* _Your goal_
In the material below, count the lines where the word "SqlitePool" appears. Nothing but the number, please.

* _Task data_
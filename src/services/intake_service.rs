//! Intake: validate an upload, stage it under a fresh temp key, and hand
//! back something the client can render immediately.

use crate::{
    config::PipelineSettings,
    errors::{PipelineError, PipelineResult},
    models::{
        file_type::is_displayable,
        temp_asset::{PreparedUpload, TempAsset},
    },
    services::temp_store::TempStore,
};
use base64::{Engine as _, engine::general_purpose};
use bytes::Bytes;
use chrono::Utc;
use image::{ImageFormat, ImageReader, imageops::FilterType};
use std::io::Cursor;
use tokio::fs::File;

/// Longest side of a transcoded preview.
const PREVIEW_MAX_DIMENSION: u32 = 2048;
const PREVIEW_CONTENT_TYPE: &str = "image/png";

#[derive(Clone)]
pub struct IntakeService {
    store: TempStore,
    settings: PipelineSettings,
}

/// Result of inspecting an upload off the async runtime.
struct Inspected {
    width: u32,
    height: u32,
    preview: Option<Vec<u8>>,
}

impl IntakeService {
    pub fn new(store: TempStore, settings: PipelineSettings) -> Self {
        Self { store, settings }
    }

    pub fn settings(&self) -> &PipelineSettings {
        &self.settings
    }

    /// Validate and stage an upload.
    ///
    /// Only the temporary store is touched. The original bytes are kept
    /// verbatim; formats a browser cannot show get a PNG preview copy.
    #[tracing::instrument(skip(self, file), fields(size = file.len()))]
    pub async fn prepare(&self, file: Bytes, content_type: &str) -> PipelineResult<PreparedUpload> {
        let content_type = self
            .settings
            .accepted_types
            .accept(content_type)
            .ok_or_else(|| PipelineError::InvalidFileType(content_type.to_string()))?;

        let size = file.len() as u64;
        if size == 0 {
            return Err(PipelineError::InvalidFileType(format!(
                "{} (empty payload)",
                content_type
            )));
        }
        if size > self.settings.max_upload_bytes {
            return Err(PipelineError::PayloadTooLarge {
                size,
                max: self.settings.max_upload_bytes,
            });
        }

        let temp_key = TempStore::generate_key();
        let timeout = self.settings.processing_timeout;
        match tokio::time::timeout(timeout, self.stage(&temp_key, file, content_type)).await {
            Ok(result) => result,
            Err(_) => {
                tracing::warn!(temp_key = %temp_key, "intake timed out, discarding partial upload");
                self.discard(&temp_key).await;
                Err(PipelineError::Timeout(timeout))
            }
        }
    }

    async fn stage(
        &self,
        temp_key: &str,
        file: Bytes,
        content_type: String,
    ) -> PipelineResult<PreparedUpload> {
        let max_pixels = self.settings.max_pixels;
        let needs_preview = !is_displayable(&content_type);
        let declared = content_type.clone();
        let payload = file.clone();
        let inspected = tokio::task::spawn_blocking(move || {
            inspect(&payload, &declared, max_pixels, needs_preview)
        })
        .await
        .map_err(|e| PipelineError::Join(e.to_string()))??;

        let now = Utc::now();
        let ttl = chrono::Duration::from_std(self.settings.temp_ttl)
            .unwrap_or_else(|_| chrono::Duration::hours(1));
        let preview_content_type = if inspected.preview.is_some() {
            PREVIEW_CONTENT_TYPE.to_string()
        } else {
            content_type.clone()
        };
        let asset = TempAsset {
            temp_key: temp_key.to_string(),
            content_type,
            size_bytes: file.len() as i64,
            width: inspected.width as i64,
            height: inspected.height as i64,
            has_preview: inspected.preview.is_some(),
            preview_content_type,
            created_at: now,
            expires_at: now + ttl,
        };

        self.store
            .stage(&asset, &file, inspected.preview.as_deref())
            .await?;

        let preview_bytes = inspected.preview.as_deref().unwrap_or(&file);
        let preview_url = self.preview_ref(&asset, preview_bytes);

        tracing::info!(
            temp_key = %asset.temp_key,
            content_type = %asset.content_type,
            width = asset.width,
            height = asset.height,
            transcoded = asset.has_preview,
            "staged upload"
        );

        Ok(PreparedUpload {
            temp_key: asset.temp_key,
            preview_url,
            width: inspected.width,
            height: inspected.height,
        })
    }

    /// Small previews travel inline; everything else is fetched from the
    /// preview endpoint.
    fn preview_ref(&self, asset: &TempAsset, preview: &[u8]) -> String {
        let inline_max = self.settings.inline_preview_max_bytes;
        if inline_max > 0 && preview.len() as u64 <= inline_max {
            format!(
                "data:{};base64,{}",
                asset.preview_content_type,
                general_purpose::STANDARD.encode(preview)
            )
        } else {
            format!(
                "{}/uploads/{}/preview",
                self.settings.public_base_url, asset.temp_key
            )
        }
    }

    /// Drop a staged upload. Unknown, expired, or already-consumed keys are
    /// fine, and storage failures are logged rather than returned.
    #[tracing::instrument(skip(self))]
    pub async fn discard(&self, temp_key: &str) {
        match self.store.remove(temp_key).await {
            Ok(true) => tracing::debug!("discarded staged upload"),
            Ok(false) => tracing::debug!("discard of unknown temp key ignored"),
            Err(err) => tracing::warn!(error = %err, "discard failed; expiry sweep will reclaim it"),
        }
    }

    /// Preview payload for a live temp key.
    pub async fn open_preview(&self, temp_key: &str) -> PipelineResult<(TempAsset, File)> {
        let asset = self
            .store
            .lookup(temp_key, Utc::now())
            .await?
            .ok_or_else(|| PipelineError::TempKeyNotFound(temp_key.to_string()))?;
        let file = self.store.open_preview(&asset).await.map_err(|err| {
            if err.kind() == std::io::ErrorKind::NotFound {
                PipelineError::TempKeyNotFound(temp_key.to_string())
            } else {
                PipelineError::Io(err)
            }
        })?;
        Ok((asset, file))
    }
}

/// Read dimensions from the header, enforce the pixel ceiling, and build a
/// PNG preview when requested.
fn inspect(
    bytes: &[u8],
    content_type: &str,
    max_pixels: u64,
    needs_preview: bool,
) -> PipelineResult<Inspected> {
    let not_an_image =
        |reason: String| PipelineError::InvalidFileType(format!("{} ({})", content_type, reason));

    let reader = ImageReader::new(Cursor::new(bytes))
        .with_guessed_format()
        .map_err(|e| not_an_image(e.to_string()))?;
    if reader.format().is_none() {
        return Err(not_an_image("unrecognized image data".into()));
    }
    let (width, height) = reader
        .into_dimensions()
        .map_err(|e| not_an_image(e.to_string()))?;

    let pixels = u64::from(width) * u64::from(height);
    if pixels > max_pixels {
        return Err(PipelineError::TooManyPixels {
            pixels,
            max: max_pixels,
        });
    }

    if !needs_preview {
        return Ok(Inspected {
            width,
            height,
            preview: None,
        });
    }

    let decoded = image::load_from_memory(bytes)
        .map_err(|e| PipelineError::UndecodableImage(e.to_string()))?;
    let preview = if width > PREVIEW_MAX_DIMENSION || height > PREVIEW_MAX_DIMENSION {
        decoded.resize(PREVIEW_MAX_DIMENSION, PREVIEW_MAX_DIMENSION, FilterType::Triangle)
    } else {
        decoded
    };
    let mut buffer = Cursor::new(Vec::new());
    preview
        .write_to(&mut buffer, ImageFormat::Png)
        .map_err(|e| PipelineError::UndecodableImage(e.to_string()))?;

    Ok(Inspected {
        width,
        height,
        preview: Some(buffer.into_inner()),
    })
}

* * *

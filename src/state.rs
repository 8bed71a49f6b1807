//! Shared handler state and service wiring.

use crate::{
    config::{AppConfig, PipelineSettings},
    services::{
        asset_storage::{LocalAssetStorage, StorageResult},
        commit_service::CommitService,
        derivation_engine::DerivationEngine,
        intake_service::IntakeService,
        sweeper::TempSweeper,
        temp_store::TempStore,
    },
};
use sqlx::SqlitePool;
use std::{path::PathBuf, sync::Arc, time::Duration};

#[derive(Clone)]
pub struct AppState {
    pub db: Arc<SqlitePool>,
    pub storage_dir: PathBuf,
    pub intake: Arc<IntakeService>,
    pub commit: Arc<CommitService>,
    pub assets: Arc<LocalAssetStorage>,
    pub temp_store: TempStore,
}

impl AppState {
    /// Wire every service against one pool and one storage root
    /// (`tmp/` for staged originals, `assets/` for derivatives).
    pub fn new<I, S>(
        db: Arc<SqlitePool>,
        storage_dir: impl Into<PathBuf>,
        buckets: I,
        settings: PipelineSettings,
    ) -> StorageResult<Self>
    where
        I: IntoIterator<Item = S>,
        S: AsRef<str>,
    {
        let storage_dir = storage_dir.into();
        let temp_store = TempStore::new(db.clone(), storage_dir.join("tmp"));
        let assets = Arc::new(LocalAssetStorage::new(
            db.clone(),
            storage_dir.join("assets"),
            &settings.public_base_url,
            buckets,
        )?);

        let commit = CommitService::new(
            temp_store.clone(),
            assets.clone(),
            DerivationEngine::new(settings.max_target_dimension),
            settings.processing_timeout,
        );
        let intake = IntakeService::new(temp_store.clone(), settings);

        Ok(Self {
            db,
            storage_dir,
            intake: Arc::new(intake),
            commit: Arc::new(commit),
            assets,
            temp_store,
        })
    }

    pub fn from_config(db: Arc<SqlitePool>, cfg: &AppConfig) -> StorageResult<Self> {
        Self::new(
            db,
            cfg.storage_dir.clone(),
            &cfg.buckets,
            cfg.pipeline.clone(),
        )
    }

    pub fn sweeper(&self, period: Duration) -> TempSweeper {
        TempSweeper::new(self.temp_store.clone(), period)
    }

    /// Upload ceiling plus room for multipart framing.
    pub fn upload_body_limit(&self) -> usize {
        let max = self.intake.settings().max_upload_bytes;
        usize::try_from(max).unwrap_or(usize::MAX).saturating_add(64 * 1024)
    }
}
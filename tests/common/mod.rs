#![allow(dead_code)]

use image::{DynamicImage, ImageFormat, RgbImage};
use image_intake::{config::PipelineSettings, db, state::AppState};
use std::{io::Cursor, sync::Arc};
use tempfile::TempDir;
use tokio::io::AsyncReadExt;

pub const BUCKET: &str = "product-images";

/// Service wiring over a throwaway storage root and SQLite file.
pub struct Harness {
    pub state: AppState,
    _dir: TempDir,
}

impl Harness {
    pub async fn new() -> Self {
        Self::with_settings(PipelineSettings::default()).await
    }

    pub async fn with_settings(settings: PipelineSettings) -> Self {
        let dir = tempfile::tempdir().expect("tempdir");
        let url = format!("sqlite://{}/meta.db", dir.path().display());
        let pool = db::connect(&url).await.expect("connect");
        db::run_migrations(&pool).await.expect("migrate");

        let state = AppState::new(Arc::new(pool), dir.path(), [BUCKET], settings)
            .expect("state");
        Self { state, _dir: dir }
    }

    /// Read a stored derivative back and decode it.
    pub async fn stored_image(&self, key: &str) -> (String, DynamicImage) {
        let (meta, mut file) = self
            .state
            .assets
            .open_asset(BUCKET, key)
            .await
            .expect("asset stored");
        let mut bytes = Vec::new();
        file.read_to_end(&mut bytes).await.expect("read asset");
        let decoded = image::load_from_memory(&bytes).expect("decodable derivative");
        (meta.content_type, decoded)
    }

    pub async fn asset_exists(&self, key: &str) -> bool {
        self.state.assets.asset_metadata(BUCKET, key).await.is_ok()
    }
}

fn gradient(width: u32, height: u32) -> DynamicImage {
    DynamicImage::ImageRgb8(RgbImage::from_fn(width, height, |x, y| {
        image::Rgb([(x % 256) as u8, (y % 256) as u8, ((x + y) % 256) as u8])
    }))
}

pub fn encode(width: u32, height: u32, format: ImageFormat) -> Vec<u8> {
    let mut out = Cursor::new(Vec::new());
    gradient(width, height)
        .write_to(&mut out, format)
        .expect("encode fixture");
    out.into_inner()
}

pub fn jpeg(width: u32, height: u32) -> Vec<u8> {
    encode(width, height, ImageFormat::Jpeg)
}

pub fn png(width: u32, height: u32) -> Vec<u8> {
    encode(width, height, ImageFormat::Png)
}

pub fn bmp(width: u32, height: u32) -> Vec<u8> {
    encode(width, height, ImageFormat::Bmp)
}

--

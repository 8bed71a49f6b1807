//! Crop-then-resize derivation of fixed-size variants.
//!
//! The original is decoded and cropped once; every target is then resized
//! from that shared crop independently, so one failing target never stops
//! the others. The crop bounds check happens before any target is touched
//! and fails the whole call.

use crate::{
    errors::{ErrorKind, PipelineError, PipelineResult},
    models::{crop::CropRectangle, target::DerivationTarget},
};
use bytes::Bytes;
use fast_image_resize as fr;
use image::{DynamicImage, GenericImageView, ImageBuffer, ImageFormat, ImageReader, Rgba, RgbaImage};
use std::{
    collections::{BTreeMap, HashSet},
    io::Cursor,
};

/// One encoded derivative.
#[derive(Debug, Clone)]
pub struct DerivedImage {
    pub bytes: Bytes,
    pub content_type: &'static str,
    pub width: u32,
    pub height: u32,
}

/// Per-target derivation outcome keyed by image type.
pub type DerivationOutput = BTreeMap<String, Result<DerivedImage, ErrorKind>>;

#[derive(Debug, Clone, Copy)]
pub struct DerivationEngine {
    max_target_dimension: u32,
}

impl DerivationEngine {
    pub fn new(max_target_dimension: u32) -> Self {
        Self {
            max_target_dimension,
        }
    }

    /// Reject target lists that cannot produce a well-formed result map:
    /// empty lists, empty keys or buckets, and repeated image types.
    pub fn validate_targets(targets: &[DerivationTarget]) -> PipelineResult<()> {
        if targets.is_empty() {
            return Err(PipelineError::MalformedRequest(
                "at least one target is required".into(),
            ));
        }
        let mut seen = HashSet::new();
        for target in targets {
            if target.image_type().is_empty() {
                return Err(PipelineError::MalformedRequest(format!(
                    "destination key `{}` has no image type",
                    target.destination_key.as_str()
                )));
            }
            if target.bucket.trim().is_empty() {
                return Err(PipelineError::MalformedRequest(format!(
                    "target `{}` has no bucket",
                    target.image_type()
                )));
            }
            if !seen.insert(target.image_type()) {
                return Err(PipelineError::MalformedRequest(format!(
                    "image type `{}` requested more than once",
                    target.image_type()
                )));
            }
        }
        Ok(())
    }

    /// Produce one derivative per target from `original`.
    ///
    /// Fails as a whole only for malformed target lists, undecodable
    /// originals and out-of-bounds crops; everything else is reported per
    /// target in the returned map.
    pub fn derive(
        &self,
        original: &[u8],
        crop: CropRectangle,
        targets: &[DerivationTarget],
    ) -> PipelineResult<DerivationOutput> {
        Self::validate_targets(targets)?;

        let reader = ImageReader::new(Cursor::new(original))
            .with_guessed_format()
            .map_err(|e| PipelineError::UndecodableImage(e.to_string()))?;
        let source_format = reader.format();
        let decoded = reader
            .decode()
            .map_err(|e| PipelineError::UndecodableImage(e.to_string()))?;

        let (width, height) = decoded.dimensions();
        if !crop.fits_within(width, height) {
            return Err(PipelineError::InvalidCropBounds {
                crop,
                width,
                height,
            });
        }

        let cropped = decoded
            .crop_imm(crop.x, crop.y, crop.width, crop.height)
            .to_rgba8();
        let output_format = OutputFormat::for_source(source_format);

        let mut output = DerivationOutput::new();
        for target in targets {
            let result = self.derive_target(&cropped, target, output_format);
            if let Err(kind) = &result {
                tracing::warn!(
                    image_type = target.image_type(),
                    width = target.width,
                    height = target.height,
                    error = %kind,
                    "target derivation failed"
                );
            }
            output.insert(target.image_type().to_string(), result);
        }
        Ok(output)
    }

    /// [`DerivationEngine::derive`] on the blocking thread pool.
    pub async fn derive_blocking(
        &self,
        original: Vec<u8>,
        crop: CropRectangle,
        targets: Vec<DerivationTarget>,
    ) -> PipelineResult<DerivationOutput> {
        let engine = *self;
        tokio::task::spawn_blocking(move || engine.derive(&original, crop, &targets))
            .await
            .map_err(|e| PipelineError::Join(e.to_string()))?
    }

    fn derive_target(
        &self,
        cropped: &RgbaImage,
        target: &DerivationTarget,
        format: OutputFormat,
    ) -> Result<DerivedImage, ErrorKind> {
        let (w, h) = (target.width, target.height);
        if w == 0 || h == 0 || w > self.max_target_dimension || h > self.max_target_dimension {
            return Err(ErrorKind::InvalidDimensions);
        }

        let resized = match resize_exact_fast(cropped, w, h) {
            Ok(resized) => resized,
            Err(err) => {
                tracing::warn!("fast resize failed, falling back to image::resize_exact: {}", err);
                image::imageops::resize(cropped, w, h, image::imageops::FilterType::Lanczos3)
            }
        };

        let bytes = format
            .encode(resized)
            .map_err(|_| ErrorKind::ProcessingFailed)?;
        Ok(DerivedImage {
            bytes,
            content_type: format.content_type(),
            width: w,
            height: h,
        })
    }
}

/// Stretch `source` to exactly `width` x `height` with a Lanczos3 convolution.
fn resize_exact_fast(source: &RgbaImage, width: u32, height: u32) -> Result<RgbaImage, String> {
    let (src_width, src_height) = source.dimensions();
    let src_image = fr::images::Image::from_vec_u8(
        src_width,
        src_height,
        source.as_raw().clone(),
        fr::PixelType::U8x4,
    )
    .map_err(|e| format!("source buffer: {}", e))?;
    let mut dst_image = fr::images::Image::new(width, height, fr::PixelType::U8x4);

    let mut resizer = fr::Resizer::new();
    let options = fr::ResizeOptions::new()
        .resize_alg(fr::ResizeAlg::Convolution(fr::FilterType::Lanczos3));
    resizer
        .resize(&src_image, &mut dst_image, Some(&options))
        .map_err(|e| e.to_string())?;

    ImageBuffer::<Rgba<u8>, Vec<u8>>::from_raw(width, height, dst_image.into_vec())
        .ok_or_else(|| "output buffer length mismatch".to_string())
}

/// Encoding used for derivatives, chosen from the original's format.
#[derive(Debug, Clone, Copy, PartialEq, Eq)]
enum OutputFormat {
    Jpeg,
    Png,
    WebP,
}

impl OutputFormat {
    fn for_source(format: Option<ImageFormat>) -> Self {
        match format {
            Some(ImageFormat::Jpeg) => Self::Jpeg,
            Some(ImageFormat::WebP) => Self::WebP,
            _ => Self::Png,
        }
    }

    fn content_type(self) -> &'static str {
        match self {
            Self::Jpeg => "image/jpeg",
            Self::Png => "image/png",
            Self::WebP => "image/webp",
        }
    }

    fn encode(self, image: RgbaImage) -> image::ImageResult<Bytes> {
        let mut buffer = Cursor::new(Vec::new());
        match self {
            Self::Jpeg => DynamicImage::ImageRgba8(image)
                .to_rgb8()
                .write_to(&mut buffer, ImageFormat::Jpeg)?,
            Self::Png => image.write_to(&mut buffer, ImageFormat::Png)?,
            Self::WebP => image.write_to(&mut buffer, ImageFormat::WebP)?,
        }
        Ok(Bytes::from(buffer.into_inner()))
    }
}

* _Output_
4